### [EXERCISE GOAL]
Return only the stretch of the material below that begins with the line containing "reject are dropped." and ends with the line containing "use std::path::PathBuf;", exactly; both of those lines belong to it.

^^^^

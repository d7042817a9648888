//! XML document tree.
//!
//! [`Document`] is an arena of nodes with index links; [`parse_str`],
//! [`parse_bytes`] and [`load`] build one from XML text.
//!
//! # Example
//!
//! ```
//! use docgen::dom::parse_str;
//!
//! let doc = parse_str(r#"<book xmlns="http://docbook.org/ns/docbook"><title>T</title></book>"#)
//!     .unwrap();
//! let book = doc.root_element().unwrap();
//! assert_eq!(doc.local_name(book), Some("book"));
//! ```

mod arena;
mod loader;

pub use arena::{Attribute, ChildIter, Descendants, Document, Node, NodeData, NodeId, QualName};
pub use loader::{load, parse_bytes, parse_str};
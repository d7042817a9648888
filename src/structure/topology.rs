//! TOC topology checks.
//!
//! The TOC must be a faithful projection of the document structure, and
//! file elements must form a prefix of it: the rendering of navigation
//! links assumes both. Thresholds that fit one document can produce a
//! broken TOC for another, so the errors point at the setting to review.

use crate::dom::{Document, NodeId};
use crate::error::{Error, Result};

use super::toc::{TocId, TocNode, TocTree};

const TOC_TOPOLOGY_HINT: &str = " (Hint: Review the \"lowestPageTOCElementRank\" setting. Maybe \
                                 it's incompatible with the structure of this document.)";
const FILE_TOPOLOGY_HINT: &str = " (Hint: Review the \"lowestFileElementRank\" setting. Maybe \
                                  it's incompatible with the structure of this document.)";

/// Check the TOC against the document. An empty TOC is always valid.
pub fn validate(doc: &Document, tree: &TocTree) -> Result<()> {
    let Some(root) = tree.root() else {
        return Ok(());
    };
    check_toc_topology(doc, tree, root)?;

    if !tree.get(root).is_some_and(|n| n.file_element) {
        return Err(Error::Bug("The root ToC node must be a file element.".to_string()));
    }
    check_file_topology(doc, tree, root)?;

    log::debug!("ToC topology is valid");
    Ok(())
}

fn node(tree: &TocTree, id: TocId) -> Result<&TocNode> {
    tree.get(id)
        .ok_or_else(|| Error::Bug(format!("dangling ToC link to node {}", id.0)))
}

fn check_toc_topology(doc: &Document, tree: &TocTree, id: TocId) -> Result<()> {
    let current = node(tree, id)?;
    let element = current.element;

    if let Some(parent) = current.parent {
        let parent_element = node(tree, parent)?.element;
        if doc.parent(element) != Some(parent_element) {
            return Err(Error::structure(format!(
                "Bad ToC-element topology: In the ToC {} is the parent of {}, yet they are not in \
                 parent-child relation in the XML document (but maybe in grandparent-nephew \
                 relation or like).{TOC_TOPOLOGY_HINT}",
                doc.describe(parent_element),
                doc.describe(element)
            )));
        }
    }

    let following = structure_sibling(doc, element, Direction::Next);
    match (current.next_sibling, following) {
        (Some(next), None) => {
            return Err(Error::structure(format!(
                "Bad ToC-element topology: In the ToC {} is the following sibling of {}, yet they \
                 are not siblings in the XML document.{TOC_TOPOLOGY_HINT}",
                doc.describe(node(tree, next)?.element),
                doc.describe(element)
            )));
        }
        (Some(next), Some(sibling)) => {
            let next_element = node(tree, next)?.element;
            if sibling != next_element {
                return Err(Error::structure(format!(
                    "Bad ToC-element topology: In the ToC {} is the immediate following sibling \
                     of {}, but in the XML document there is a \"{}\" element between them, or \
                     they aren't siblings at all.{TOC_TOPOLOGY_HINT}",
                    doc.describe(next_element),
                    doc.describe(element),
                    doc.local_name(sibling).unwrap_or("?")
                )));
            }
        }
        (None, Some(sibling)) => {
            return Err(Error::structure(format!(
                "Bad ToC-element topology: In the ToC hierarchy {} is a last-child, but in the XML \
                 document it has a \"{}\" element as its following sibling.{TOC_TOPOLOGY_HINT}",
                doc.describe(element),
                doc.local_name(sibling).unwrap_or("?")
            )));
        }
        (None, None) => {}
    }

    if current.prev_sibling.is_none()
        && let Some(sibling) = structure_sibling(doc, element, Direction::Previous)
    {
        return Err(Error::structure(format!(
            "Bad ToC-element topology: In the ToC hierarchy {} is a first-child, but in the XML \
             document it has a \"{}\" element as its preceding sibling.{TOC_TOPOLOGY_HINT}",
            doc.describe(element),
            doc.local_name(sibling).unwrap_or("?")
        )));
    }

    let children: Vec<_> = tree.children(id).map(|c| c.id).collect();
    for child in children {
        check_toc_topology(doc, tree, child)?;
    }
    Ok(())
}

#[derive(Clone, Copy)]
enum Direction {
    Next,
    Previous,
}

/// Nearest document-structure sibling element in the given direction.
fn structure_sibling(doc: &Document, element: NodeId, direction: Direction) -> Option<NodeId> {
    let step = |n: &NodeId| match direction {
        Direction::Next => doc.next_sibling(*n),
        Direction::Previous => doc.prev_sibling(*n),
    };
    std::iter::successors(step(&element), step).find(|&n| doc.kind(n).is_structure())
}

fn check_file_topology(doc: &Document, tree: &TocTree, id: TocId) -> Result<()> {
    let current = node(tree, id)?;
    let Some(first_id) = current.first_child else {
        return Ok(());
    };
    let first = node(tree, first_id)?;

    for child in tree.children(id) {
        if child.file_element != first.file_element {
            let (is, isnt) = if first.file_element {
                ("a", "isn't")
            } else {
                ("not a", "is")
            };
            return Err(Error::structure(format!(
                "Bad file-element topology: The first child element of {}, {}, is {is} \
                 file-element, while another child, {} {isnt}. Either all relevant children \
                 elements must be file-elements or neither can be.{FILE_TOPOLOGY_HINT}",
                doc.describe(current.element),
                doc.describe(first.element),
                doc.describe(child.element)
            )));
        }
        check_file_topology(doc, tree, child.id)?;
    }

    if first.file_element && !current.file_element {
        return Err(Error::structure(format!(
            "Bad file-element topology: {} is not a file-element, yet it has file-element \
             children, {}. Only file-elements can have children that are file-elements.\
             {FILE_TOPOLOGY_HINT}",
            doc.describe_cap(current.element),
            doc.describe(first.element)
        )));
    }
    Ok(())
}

^^^^

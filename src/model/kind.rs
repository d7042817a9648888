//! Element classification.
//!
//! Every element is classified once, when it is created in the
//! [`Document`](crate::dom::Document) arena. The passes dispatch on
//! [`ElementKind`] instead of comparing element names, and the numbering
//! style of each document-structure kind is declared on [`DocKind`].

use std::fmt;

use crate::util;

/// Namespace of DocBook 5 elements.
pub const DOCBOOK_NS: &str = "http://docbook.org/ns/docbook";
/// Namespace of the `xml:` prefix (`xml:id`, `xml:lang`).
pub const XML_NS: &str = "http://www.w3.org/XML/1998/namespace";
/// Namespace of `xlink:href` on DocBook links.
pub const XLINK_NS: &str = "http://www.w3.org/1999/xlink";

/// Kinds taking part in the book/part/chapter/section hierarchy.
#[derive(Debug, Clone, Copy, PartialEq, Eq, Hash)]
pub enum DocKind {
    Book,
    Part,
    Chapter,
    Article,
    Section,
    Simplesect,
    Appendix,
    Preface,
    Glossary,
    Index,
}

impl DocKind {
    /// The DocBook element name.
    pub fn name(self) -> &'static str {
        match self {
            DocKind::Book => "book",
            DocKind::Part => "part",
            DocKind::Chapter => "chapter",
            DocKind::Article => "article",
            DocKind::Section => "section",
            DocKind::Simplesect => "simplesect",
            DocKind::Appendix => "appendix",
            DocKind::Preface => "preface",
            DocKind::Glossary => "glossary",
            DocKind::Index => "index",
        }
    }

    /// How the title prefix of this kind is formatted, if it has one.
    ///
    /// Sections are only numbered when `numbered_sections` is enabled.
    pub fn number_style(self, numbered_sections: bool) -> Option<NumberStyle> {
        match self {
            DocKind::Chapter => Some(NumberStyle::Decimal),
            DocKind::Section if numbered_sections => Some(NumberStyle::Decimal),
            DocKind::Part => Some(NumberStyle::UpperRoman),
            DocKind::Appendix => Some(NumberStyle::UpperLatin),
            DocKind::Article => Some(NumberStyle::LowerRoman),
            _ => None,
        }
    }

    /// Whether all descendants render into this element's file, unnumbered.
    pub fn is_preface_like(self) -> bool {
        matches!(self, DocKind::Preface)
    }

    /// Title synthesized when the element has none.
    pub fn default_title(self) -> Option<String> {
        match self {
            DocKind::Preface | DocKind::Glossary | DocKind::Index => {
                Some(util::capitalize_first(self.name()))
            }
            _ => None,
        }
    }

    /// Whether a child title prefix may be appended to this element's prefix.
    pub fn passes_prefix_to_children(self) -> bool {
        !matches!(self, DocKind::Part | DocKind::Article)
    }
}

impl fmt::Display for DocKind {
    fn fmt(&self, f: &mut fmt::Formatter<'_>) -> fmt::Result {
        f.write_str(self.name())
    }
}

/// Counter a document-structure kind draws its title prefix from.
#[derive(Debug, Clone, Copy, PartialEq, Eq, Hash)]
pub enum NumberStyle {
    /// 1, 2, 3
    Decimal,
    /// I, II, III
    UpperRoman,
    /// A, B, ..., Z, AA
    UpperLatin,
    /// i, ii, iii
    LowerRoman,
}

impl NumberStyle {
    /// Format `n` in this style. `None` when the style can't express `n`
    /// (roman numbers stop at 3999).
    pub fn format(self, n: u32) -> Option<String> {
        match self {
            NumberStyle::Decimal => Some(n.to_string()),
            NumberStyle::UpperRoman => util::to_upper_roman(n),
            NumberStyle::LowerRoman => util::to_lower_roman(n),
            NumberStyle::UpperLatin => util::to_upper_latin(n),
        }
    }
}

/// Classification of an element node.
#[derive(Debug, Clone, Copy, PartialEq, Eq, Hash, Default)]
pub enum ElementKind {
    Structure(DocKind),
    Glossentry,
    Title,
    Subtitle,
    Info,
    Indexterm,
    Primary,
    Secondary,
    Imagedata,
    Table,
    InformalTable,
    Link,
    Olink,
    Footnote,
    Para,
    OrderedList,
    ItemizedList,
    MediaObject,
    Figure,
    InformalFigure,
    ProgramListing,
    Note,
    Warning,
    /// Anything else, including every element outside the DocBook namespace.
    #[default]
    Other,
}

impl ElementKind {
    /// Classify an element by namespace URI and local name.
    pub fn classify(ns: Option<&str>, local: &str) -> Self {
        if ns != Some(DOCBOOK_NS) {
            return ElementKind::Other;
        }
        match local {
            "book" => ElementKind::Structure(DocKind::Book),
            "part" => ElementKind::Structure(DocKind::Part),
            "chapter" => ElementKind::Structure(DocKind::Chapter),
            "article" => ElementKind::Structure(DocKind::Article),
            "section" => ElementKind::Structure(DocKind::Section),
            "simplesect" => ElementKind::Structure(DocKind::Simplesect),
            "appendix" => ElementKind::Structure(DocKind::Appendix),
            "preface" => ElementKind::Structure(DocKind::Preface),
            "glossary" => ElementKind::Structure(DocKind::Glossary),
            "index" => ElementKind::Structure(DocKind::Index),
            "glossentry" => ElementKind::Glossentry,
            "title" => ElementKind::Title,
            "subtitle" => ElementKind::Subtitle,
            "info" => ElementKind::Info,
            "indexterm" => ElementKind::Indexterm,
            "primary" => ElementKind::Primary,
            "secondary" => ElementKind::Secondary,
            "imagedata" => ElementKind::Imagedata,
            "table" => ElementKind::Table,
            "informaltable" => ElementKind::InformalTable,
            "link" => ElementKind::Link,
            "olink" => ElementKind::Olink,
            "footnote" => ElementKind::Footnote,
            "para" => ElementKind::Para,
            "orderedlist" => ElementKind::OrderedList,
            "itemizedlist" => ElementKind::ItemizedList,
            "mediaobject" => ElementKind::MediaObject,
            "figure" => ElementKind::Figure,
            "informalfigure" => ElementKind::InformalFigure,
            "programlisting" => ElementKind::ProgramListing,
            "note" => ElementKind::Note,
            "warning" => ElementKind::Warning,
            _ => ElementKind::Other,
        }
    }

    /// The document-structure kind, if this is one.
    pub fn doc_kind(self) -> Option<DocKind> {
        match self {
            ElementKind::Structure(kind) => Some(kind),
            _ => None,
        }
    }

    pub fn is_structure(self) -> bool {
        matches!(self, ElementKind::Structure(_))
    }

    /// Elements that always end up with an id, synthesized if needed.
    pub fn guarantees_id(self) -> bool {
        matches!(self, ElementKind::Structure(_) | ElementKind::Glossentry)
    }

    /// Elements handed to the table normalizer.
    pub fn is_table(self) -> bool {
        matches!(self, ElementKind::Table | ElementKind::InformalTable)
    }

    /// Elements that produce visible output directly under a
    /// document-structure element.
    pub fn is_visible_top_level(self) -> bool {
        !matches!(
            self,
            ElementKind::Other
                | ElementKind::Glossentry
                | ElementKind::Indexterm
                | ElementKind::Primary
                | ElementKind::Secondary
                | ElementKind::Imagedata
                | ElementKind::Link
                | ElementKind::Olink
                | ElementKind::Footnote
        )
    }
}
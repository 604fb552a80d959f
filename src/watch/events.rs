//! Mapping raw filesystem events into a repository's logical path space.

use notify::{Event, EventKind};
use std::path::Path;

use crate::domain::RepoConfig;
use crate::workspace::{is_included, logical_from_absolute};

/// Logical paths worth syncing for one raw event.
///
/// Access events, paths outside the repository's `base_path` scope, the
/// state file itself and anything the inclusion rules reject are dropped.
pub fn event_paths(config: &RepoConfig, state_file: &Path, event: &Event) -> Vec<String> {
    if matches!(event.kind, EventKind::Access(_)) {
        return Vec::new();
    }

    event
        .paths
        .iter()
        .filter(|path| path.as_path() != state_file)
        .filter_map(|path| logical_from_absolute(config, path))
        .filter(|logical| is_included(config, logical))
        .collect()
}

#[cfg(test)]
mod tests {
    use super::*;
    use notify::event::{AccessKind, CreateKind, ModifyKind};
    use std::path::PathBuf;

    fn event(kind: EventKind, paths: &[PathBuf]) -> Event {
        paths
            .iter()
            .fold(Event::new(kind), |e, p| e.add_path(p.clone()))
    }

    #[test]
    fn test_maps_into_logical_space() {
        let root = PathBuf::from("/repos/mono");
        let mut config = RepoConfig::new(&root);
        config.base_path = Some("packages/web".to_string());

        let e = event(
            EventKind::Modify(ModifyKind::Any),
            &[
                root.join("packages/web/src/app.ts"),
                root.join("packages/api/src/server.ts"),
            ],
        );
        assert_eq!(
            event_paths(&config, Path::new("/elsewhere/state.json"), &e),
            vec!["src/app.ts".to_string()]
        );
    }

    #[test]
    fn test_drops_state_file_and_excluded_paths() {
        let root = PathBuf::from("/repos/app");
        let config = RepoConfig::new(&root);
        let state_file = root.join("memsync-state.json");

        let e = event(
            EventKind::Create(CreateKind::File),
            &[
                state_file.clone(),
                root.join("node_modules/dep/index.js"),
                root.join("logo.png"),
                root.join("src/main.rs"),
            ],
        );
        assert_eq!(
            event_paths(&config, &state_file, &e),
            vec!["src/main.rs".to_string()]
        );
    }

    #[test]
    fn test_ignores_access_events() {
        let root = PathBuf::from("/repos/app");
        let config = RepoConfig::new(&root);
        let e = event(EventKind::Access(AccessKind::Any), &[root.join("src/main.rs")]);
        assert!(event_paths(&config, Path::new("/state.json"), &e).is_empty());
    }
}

^^^^

### [OUTPUT OF THE EXERCISE]
/// state file itself and anything the inclusion rules reject are dropped.
pub fn event_paths(config: &RepoConfig, state_file: &Path, event: &Event) -> Vec<String> {
    if matches!(event.kind, EventKind::Access(_)) {
        return Vec::new();
    }

    event
        .paths
        .iter()
        .filter(|path| path.as_path() != state_file)
        .filter_map(|path| logical_from_absolute(config, path))
        .filter(|logical| is_included(config, logical))
        .collect()
}

#[cfg(test)]
mod tests {
    use super::*;
    use notify::event::{AccessKind, CreateKind, ModifyKind};
    use std::path::PathBuf;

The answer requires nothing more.